Work task: Below are entries. Copy exactly the lines running from the line that holds "filename src/models/response.rs" to the line that holds "Base Response Types", with both ends included.

[Dataset records]
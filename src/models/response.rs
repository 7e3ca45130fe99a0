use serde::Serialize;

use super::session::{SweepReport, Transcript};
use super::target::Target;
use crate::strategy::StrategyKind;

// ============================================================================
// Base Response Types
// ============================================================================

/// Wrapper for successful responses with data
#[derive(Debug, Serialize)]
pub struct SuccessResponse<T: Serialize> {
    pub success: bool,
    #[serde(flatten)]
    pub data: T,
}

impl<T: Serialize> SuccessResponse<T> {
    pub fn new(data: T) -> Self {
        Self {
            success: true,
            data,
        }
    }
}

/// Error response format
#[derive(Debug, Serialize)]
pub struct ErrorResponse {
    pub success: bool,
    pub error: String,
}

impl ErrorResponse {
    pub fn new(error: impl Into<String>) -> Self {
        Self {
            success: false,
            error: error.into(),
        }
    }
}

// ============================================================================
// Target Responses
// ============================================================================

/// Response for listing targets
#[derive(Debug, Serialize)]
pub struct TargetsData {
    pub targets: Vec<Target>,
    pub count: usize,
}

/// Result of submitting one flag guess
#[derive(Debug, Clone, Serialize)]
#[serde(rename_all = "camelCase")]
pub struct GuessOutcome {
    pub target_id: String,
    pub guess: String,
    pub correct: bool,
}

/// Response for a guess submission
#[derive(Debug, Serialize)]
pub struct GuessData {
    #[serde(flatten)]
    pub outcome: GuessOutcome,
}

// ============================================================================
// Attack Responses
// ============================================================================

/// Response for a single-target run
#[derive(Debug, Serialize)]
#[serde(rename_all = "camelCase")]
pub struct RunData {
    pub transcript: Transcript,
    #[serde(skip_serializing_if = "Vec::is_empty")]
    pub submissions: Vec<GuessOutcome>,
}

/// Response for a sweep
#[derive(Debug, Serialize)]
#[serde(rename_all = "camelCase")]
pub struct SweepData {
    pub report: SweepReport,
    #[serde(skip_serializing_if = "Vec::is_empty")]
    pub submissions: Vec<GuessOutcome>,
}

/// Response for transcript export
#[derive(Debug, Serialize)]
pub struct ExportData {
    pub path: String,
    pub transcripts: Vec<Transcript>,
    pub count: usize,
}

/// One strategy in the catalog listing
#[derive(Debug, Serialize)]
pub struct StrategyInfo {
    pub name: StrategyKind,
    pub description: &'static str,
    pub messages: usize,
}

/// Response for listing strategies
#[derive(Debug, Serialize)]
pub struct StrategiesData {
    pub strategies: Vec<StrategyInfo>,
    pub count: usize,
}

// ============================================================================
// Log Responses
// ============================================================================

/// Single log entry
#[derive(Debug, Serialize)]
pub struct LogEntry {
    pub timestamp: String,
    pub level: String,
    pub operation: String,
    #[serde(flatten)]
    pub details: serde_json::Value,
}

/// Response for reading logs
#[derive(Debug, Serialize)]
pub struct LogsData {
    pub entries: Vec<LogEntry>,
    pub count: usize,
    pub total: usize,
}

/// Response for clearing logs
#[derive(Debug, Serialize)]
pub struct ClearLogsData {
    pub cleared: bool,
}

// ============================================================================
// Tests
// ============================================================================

* * *

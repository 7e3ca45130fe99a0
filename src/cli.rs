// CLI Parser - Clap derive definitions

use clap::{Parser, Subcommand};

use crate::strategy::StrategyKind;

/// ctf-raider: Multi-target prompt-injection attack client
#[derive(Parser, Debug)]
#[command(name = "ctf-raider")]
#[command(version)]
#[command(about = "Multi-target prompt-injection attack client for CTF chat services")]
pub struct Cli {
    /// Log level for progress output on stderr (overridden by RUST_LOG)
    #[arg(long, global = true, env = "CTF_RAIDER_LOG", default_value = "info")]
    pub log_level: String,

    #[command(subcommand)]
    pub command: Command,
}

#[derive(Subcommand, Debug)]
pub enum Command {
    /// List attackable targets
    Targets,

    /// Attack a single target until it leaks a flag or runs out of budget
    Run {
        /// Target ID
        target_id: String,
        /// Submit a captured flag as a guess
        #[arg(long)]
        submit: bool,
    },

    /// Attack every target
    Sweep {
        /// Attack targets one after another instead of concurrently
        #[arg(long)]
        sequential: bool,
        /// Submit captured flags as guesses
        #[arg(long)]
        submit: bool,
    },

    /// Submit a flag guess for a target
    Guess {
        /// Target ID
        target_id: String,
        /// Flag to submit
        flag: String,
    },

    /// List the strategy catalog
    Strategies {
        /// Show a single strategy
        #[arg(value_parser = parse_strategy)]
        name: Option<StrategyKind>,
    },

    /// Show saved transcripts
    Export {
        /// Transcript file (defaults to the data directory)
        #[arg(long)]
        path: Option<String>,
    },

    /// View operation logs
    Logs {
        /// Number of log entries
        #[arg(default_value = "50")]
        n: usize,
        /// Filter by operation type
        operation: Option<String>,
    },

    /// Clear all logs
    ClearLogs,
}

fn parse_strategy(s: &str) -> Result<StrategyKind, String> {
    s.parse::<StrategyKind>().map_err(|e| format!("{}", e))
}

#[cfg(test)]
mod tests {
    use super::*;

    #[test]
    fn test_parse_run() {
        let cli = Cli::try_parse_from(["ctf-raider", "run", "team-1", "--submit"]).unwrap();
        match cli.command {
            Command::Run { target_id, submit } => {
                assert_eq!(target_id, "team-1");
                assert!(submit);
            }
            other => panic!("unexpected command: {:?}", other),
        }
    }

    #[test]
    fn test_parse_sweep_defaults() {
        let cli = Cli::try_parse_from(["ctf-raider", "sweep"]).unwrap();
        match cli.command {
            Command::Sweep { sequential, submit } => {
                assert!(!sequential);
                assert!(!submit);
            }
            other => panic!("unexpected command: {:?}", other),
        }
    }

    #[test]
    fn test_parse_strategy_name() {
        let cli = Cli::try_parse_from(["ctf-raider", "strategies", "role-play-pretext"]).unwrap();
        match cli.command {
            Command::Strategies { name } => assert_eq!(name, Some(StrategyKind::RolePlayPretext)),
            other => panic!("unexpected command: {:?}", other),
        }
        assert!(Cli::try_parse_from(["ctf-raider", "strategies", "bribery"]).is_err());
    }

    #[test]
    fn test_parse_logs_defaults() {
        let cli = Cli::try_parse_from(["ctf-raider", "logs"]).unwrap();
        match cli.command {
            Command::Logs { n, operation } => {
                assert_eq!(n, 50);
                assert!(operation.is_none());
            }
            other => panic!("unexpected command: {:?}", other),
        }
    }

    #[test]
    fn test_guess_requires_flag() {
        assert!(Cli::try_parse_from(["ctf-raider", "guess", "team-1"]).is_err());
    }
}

Completed task:
filename src/models/response.rs
repository 7e3ca45130fe99a0
use serde::Serialize;

use super::session::{SweepReport, Transcript};
use super::target::Target;
use crate::strategy::StrategyKind;

// ============================================================================
// Base Response Types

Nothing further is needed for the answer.